HARARE (Reuters) - Angelo Mathews scored a maiden test double-century as Sri Lanka took control of the first test against Zimbabwe at the close of day four at the Harare Sports Club on Wednesday.
Mathews was unbeaten on 200 from 468 balls after batting for exactly 10 hours to lead the tourists to 515 for nine declared and a first innings lead of 157.
Zimbabwe weathered a difficult period before the close to go to stumps on 30 without loss, with openers Prince Masvaure (15) and Brian Mudzinganyama (14) at the crease.
The uncapped Mudzinganyama is the sixth case of a concussion substitute in test cricket since the rule was introduced on Aug. 1 last year as he replaced another debutant, Kevin Kasuza, who batted well for 63 in the first innings.
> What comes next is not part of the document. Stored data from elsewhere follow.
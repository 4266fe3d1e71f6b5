//! The single catalog fallback policy.
//!
//! Every surface loads data the same way: live API, then the on-disk
//! cache, then the built-in samples. A [`Catalog`] always says which tier
//! served it, so a degraded backend never silently masquerades as live
//! data.

use atelier_db::models::project::Project;

use crate::api::ApiClient;
use crate::cache::CacheStore;
use crate::fallback;

/// Which tier produced the catalog.
#[derive(Debug, Clone, Copy, PartialEq, Eq)]
pub enum Source {
    /// The live API answered with data.
    Live,
    /// The API was unreachable or empty; the on-disk cache answered.
    Cache,
    /// Neither the API nor the cache had data; built-in samples.
    Builtin,
}

/// A loaded portfolio with its provenance.
#[derive(Debug, Clone)]
pub struct Catalog {
    pub projects: Vec<Project>,
    pub source: Source,
}

/// Outcome of a detail-view lookup.
#[derive(Debug, Clone)]
pub enum ProjectDetail {
    Found(Project),
    NotFound,
}

/// Shared data-fetch layer for the home grid, detail view, and admin
/// manager.
#[derive(Debug, Clone)]
pub struct CatalogClient {
    api: ApiClient,
    cache: CacheStore,
}

impl CatalogClient {
    pub fn new(api: ApiClient, cache: CacheStore) -> Self {
        Self { api, cache }
    }

    /// Load the full catalog through the fallback tiers.
    ///
    /// A successful non-empty API answer refreshes the cache; a cache write
    /// failure only logs, it never fails the load.
    pub async fn load(&self) -> Catalog {
        match self.api.list_projects().await {
            Ok(projects) if !projects.is_empty() => {
                if let Err(err) = self.cache.save(&projects) {
                    tracing::debug!(error = %err, "Could not refresh project cache");
                }
                return Catalog {
                    projects,
                    source: Source::Live,
                };
            }
            Ok(_) => tracing::debug!("API returned no projects, trying cache"),
            Err(err) => tracing::warn!(error = %err, "API not available, trying cache"),
        }

        match self.cache.load() {
            Ok(projects) if !projects.is_empty() => Catalog {
                projects,
                source: Source::Cache,
            },
            Ok(_) => {
                tracing::debug!("Cache empty, using built-in samples");
                Catalog {
                    projects: fallback::sample_projects(),
                    source: Source::Builtin,
                }
            }
            Err(err) => {
                tracing::warn!(error = %err, "Cache unavailable, using built-in samples");
                Catalog {
                    projects: fallback::sample_projects(),
                    source: Source::Builtin,
                }
            }
        }
    }

    /// Look up a single project for the detail view.
    ///
    /// A definitive 404 from a reachable API is `NotFound`; only transport
    /// failure falls back through the cache and the built-in samples.
    pub async fn find(&self, id: &str) -> ProjectDetail {
        match self.api.get_project(id).await {
            Ok(Some(project)) => return ProjectDetail::Found(project),
            Ok(None) => return ProjectDetail::NotFound,
            Err(err) => tracing::warn!(error = %err, "API not available, trying cache"),
        }

        let cached = self.cache.load().unwrap_or_default();
        let samples = fallback::sample_projects();
        let local = cached
            .iter()
            .chain(samples.iter())
            .find(|p| p.id.to_string() == id)
            .cloned();

        match local {
            Some(project) => ProjectDetail::Found(project),
            None => ProjectDetail::NotFound,
        }
    }
}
Kasuza was struck on the helmet while fielding at short-leg on Tuesday and woke up on the fourth morning feeling dizzy.
Zimbabwe made a like-for-like replacement in batsman Mudzinganyama, who will feature in the rest of the match.
Sri Lanka resumed the fourth morning on 295 for four, but lost Dhananjaya de Silva (63) early on when he was caught by Masvaure off the bowling of debutant seamer Victor Nyauchi (3-69).
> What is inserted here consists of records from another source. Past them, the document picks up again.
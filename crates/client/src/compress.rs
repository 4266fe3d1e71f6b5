//! Client-side image compression before upload.
//!
//! Large camera originals are downscaled to fit 1920 px and re-encoded as
//! JPEG, stepping the quality down toward a 1 MB target. Best effort: the
//! smallest attempt is returned even when the target is not reached, so a
//! busy photo never blocks an upload.

use image::codecs::jpeg::JpegEncoder;
use image::imageops::FilterType;
use image::DynamicImage;

use crate::error::ClientError;

/// Longest allowed edge after downscaling.
pub const MAX_DIMENSION: u32 = 1920;

/// Target encoded size (1 MB).
pub const TARGET_BYTES: usize = 1024 * 1024;

/// Quality ladder, tried in order until the target is met.
const QUALITY_STEPS: &[u8] = &[85, 75, 65, 55, 45, 35];

/// A compressed upload payload. Always JPEG, regardless of input encoding.
#[derive(Debug, Clone)]
pub struct CompressedImage {
    pub bytes: Vec<u8>,
    pub content_type: &'static str,
}

/// Compress raw image bytes (JPEG, PNG, or WebP) for upload.
pub fn compress_for_upload(bytes: &[u8]) -> Result<CompressedImage, ClientError> {
    let decoded = image::load_from_memory(bytes)?;

    let resized = if decoded.width() > MAX_DIMENSION || decoded.height() > MAX_DIMENSION {
        decoded.resize(MAX_DIMENSION, MAX_DIMENSION, FilterType::Lanczos3)
    } else {
        decoded
    };

    // JPEG has no alpha channel.
    let rgb = DynamicImage::ImageRgb8(resized.to_rgb8());

    let mut best: Option<Vec<u8>> = None;
    for &quality in QUALITY_STEPS {
        let mut out = Vec::new();
        let encoder = JpegEncoder::new_with_quality(&mut out, quality);
        rgb.write_with_encoder(encoder)?;

        let within_target = out.len() <= TARGET_BYTES;
        best = Some(out);
        if within_target {
            break;
        }
    }

    let bytes = best.unwrap_or_default();
    tracing::debug!(size = bytes.len(), "Compressed image for upload");

    Ok(CompressedImage {
        bytes,
        content_type: "image/jpeg",
    })
}
pub mod health;
pub mod project;
pub mod upload;

use axum::Router;

use crate::state::AppState;

/// Build the `/api` route tree.
///
/// ```text
/// /projects            GET list, POST create
/// /projects/{id}       GET, PUT, DELETE
/// /upload              POST multipart upload
/// /upload/token        POST issue presigned ticket
/// /upload/complete     POST completion callback
/// ```
pub fn api_routes() -> Router<AppState> {
    Router::new()
        .nest("/projects", project::router())
        .nest("/upload", upload::router())
}
//! Admin session handling.
//!
//! Replaces the old boolean "authenticated" flag with an explicit session
//! that carries issued-at and expiry timestamps. This is session state
//! only; real authentication lives behind the server and is out of scope
//! here.

use std::fs;
use std::path::PathBuf;

use atelier_core::types::Timestamp;
use serde::{Deserialize, Serialize};

use crate::error::ClientError;

/// Default session lifetime: 12 hours.
pub const DEFAULT_SESSION_HOURS: i64 = 12;

/// An admin-manager session with an explicit expiry.
#[derive(Debug, Clone, Serialize, Deserialize)]
pub struct AdminSession {
    pub issued_at: Timestamp,
    pub expires_at: Timestamp,
}

impl AdminSession {
    /// Start a new session valid for `ttl`.
    pub fn start(ttl: chrono::Duration) -> Self {
        let issued_at = chrono::Utc::now();
        Self {
            issued_at,
            expires_at: issued_at + ttl,
        }
    }

    /// Whether the session is still valid.
    pub fn is_active(&self) -> bool {
        chrono::Utc::now() < self.expires_at
    }
}

/// Persists the current session in a single file next to the project cache.
#[derive(Debug, Clone)]
pub struct SessionStore {
    path: PathBuf,
}

impl SessionStore {
    pub fn new(path: impl Into<PathBuf>) -> Self {
        Self { path: path.into() }
    }

    /// Load the current session, dropping it if expired.
    pub fn load(&self) -> Result<Option<AdminSession>, ClientError> {
        if !self.path.exists() {
            return Ok(None);
        }
        let bytes = fs::read(&self.path)?;
        let session: AdminSession = serde_json::from_slice(&bytes)?;
        if session.is_active() {
            Ok(Some(session))
        } else {
            tracing::debug!("Admin session expired, clearing");
            self.clear()?;
            Ok(None)
        }
    }

    pub fn save(&self, session: &AdminSession) -> Result<(), ClientError> {
        if let Some(parent) = self.path.parent() {
            fs::create_dir_all(parent)?;
        }
        fs::write(&self.path, serde_json::to_vec(session)?)?;
        Ok(())
    }

    /// Log out: remove the session file if present.
    pub fn clear(&self) -> Result<(), ClientError> {
        if self.path.exists() {
            fs::remove_file(&self.path)?;
        }
        Ok(())
    }
}
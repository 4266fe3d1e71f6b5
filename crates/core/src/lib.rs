//! Domain rules shared by the API server, the persistence layer, and the
//! browser-facing client: the error taxonomy, common type aliases, image
//! upload validation, and blob key naming.

pub mod error;
pub mod media;
pub mod naming;
pub mod types;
Wicketkeeper Niroshan Dickwella (63) added 136 for the sixth wicket with Mathews before he was trapped leg before wicket by Pakistan-born spinning all-rounder Sikandar Raza (3-62).
Sri Lanka tried to up the tempo after that in search of quick runs and called time on the innings with nine wickets down to leave the hosts to face 17 overs before the close of play.
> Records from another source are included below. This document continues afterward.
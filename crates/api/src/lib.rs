//! Portfolio API server library.
//!
//! Exposes the building blocks (config, state, error handling, routes) so
//! integration tests and the binary entrypoint can both access them.

pub mod config;
pub mod error;
pub mod handlers;
pub mod response;
pub mod routes;
pub mod state;
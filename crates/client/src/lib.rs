//! Data-fetching layer for the portfolio pages.
//!
//! All three surfaces (home grid, project detail, admin manager) go through
//! the same [`catalog::CatalogClient`], which applies one fallback policy:
//! live API first, then the on-disk cache, then the built-in sample data.
//! The result says explicitly which source served it, so the surfaces can
//! never silently disagree about what is "current".

pub mod api;
pub mod cache;
pub mod catalog;
pub mod compress;
pub mod error;
pub mod fallback;
pub mod session;

pub use api::ApiClient;
pub use cache::CacheStore;
pub use catalog::{Catalog, CatalogClient, ProjectDetail, Source};
pub use error::ClientError;
pub use session::{AdminSession, SessionStore};
//! Blob key naming for uploaded images.
//!
//! Keys live in a single flat namespace: `{unix_millis}-{random}{.ext}`.
//! The millisecond timestamp keeps listings roughly chronological and the
//! random suffix avoids collisions between uploads in the same millisecond.

use rand::Rng;

/// Length of the random alphanumeric suffix.
const SUFFIX_LEN: usize = 6;

/// Generate a storage key for an uploaded image.
///
/// The extension is taken from the original filename, lowercased. A name
/// without an extension produces a key without one.
///
/// # Examples
///
/// Keys look like `1714406400123-k3Xb9a.jpg`.
pub fn image_key(original_name: &str) -> String {
    let millis = chrono::Utc::now().timestamp_millis();
    let suffix: String = rand::rng()
        .sample_iter(&rand::distr::Alphanumeric)
        .take(SUFFIX_LEN)
        .map(char::from)
        .collect();

    match extension(original_name) {
        Some(ext) => format!("{millis}-{suffix}.{ext}"),
        None => format!("{millis}-{suffix}"),
    }
}

fn extension(name: &str) -> Option<String> {
    let (stem, ext) = name.rsplit_once('.')?;
    if stem.is_empty() || ext.is_empty() {
        return None;
    }
    Some(ext.to_lowercase())
}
Mathews’ previous highest score was 160 against England in 2014 and he now has 10 test centuries.
Zimbabwe will need to bat for most of the final day to earn a draw in their first test since November 2018.
The two-match tour was hastily arranged after Zimbabwe were briefly suspended by the International Cricket Council last year because of government interference in the sport, but were reinstated in October.
The second test will also be played at the Harare Sports Club, starting on Jan. 27.